“What’s your biggest weakness?”

Isn’t it a horrible question to respond to?

And…to show yourself in a better light, you take a little pause and answer:

“I’m a perfectionist.”

And! you might be and without even knowing it.

Perfectionism, in psychology, is a personality trait characterized by a person’s striving for flawlessness and setting high-performancestandards, accompanied by critical self-evaluations and concerns regarding others’ evaluations. (Wikipedia)

“Perfectionism isn’t a behavior. It’s a way of thinking about yourself.”

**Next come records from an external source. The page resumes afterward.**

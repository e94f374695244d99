pub mod db;
pub mod memory;
pub mod models;
pub mod pg;
pub mod schema;

mod error;

pub use error::Error;

pub type Result<T, E = Error> = std::result::Result<T, E>;

use tokio_util::sync::CancellationToken;

use dynq_config::{Storage, StorageBackend};
use dynq_domain::{RawContentRecord, StructuredQuery};

use crate::{db::Db, memory::MemoryContentStore, pg::PgContentStore};

/// Visibility flags derived from the active channel.
#[derive(Clone, Debug, PartialEq, Eq)]
pub struct ExecutionOptions {
	pub channel: String,
	/// Include unpublished items.
	pub preview: bool,
	pub include_secured: bool,
}

/// The configured content store backend.
pub enum ContentStore {
	Postgres(PgContentStore),
	Memory(MemoryContentStore),
}
impl ContentStore {
	pub async fn open(cfg: &Storage) -> Result<Self> {
		match cfg.backend {
			StorageBackend::Postgres => {
				let postgres = cfg.postgres.as_ref().ok_or_else(|| {
					Error::InvalidArgument("storage.postgres is not configured.".to_string())
				})?;
				let db = Db::connect(postgres).await?;

				db.ensure_schema().await?;

				Ok(Self::Postgres(PgContentStore::new(db.pool)))
			},
			StorageBackend::Memory => {
				let store = match cfg.memory.seed_path.as_deref() {
					Some(path) => MemoryContentStore::from_seed_file(path)?,
					None => MemoryContentStore::default(),
				};

				Ok(Self::Memory(store))
			},
		}
	}

	pub async fn run(
		&self,
		query: &StructuredQuery,
		options: &ExecutionOptions,
		cancel: &CancellationToken,
	) -> Result<Vec<RawContentRecord>> {
		match self {
			Self::Postgres(store) => store.run(query, options, cancel).await,
			Self::Memory(store) => store.run(query, options, cancel),
		}
	}
}
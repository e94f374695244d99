pub mod blocking;
pub mod cache;
pub mod guard;
pub mod normalize;
pub mod query;

mod error;

pub use cache::{CacheStats, CachedItems, MemoryCache, build_content_cache_key};
pub use error::{Error, Result};
pub use guard::{Guarded, guarded};
pub use normalize::{NormalizedItem, ResultNormalizer};
pub use query::{CacheDisposition, QueryDiagnostics, QueryOutcome, QueryStatus};

use std::{future::Future, pin::Pin, sync::Arc, time::Duration};

use tokio_util::sync::CancellationToken;

use dynq_config::{Channel, Config};
use dynq_domain::{ContentTypeRegistry, QueryDefaults, RawContentRecord, StructuredQuery};
use dynq_storage::{ContentStore, ExecutionOptions};

use crate::query::InflightLocks;

pub type BoxFuture<'a, T> = Pin<Box<dyn Future<Output = T> + Send + 'a>>;

/// Runs structured queries against a content store.
pub trait ExecutionEngine
where
	Self: Send + Sync,
{
	fn run<'a>(
		&'a self,
		query: &'a StructuredQuery,
		options: &'a ExecutionOptions,
		cancel: CancellationToken,
	) -> BoxFuture<'a, Result<Vec<RawContentRecord>>>;
}

/// Keyed storage for normalized result sets with TTL expiry and tag invalidation.
pub trait CacheService
where
	Self: Send + Sync,
{
	fn get<'a>(&'a self, key: &'a str) -> BoxFuture<'a, Result<Option<CachedItems>>>;

	fn put_with_tags<'a>(
		&'a self,
		key: &'a str,
		value: CachedItems,
		ttl: Duration,
		tags: &'a [String],
	) -> BoxFuture<'a, Result<()>>;

	/// Drops every entry carrying `tag` and returns how many were removed.
	fn invalidate_by_tag<'a>(&'a self, tag: &'a str) -> BoxFuture<'a, Result<usize>>;

	fn invalidate_all(&self) -> BoxFuture<'_, Result<usize>>;
}

/// The channel a service instance answers for.
#[derive(Clone, Debug, PartialEq, Eq)]
pub struct ChannelContext {
	pub name: String,
	pub preview: bool,
	pub include_secured: bool,
	pub default_language: String,
	pub root_path: String,
}
impl ChannelContext {
	pub fn from_config(cfg: &Channel) -> Self {
		Self {
			name: cfg.name.clone(),
			preview: cfg.preview,
			include_secured: cfg.include_secured,
			default_language: cfg.default_language.clone(),
			root_path: cfg.root_path.clone(),
		}
	}

	pub fn execution_options(&self) -> ExecutionOptions {
		ExecutionOptions {
			channel: self.name.clone(),
			preview: self.preview,
			include_secured: self.include_secured,
		}
	}

	pub fn query_defaults(&self) -> QueryDefaults<'_> {
		QueryDefaults { default_language: &self.default_language, root_path: &self.root_path }
	}
}

pub struct DynqService {
	pub cfg: Config,
	pub channel: ChannelContext,
	engine: Arc<dyn ExecutionEngine>,
	cache: Arc<dyn CacheService>,
	normalizer: ResultNormalizer,
	inflight: InflightLocks,
}
impl DynqService {
	/// Opens the configured content store and an in-process cache.
	pub async fn new(cfg: Config) -> Result<Self> {
		let store = ContentStore::open(&cfg.storage).await?;
		let cache = MemoryCache::new(cfg.cache.max_entries);

		Ok(Self::with_components(cfg, Arc::new(store), Arc::new(cache)))
	}

	pub fn with_components(
		cfg: Config,
		engine: Arc<dyn ExecutionEngine>,
		cache: Arc<dyn CacheService>,
	) -> Self {
		let registry = ContentTypeRegistry::from_config(&cfg.content_types);
		let normalizer = ResultNormalizer::new(registry, &cfg.normalizer.excluded_fields);
		let channel = ChannelContext::from_config(&cfg.channel);

		Self { cfg, channel, engine, cache, normalizer, inflight: InflightLocks::default() }
	}

	pub fn normalizer(&self) -> &ResultNormalizer {
		&self.normalizer
	}

	/// Drops cached result sets carrying `tag`; failures are logged and count as zero.
	pub async fn invalidate_cache_tag(&self, tag: &str) -> usize {
		match self.cache.invalidate_by_tag(tag).await {
			Ok(removed) => {
				tracing::info!(tag, removed, "Cache tag invalidated.");

				removed
			},
			Err(err) => {
				tracing::warn!(error = %err, tag, "Cache tag invalidation failed.");

				0
			},
		}
	}

	pub async fn invalidate_cache_all(&self) -> usize {
		match self.cache.invalidate_all().await {
			Ok(removed) => {
				tracing::info!(removed, "Cache cleared.");

				removed
			},
			Err(err) => {
				tracing::warn!(error = %err, "Cache clear failed.");

				0
			},
		}
	}
}

impl ExecutionEngine for ContentStore {
	fn run<'a>(
		&'a self,
		query: &'a StructuredQuery,
		options: &'a ExecutionOptions,
		cancel: CancellationToken,
	) -> BoxFuture<'a, Result<Vec<RawContentRecord>>> {
		Box::pin(async move { Ok(ContentStore::run(self, query, options, &cancel).await?) })
	}
}
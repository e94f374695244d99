use std::sync::Arc;

use dynq_service::DynqService;

#[derive(Clone)]
pub struct AppState {
	pub service: Arc<DynqService>,
	/// Required `X-API-Key` value, `None` when the guard is off.
	pub api_key: Option<Arc<str>>,
}
impl AppState {
	pub async fn new(config: dynq_config::Config) -> color_eyre::Result<Self> {
		let service = DynqService::new(config).await?;

		tracing::info!(
			channel = %service.channel.name,
			content_types = service.normalizer().registry().len(),
			"Dynamic content service ready."
		);

		Ok(Self::from_service(service))
	}

	pub fn from_service(service: DynqService) -> Self {
		let security = &service.cfg.security;
		let api_key = if security.enforce_api_key {
			security.api_key.as_deref().map(Arc::from)
		} else {
			None
		};

		Self { service: Arc::new(service), api_key }
	}
}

We tend to believe that perfectionism is a positive. But researchers are finding that it is leading to a long list of health problems:

depression and anxiety (even in children), self-harm, social anxiety disorder and agoraphobia, obsessive-compulsive disorder, binge eating, anorexia, bulimia, and other eating disorders, post-traumatic stress disorder, chronic fatigue syndrome, insomnia, hoarding, dyspepsia, chronic headaches…


Over the past thirty years, young people’s desire to be flawless has skyrocketed.

The raw data suggests that the growing use of social media could be fueling the pressure young adults feel to perfect themselves in comparison to others.

It is not enough to aim for 5 likes in our profiles on social networks we had to shoot for 1000000…

We long to know how well we’re performing compared with our peers because this is how we grew up…That’s how it should be!

While comparing people experience their social world as pressure-filled, judgmental, and hypercritical, they think about various potential means of escape (eg, alcohol misuse and binge eating, drugs) or even worse — suicide.

Perfectionism destroying us, and making us desperately sad.

We need to protect future generations from perfectionism and focus on our health and happiness instead!

In addition– the boy is cute and does not need to be perfect!


We might not be perfect, but we are special.